* [AIM OF THE EXERCISE] Look for the word "verbose" in the entries and copy every line where it shows up.

* [DATA TO USE]
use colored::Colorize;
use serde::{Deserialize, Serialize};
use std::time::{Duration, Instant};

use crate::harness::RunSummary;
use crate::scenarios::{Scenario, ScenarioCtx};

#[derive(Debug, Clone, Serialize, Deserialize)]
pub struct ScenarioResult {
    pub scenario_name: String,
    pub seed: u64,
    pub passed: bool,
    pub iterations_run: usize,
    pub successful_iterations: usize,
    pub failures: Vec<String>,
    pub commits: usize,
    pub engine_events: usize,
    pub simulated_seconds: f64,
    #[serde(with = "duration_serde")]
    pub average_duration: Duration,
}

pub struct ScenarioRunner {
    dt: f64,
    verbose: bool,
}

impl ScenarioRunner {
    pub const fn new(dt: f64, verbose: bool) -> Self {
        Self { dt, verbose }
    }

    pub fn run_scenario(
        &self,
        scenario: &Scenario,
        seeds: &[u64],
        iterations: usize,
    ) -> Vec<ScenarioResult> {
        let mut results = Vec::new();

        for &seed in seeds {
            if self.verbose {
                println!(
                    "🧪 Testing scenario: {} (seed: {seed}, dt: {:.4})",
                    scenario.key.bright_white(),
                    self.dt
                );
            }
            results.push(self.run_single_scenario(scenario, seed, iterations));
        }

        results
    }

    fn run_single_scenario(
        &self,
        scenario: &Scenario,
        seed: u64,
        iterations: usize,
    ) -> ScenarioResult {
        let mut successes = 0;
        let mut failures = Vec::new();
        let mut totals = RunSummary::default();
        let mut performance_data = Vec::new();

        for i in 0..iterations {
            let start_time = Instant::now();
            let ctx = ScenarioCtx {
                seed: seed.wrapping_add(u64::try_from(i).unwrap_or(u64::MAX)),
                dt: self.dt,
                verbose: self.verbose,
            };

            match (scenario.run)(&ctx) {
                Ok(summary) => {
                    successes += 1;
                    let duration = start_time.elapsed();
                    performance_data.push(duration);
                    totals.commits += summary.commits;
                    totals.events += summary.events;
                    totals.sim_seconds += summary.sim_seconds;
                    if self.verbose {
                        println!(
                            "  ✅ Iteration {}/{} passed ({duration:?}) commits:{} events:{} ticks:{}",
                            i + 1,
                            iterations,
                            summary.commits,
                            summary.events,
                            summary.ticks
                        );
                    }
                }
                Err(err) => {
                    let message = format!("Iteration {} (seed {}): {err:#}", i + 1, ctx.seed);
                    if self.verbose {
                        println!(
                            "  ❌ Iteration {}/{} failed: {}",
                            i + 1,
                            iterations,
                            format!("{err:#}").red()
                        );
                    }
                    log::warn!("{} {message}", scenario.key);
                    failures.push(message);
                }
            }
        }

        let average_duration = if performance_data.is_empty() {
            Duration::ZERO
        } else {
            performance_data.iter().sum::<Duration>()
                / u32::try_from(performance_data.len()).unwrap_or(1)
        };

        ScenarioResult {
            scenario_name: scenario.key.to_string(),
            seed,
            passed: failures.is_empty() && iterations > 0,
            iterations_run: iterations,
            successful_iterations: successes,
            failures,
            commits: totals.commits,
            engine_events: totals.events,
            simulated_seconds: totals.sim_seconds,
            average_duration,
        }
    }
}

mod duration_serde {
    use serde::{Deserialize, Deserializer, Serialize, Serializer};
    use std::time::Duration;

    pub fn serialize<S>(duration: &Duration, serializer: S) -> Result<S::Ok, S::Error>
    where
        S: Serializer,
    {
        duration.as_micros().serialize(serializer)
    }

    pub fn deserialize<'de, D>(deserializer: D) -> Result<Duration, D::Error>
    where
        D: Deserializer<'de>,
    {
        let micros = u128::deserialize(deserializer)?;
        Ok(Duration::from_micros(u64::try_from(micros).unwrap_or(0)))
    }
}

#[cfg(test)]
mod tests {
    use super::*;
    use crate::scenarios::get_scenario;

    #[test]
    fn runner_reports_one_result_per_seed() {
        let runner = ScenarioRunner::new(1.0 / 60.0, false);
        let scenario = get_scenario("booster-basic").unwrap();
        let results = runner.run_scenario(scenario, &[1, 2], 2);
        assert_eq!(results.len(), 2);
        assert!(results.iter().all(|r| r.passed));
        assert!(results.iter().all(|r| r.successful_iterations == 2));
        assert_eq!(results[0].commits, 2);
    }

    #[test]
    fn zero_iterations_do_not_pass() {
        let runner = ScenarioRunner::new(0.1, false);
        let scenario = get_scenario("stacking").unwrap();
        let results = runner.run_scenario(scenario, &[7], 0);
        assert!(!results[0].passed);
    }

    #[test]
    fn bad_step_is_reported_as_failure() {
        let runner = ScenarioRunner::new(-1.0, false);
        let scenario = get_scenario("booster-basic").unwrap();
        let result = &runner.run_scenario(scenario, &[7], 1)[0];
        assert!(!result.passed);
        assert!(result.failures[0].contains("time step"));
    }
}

* [REPLY]
    verbose: bool,
    pub const fn new(dt: f64, verbose: bool) -> Self {
        Self { dt, verbose }
            if self.verbose {
                verbose: self.verbose,
                    if self.verbose {
                    if self.verbose {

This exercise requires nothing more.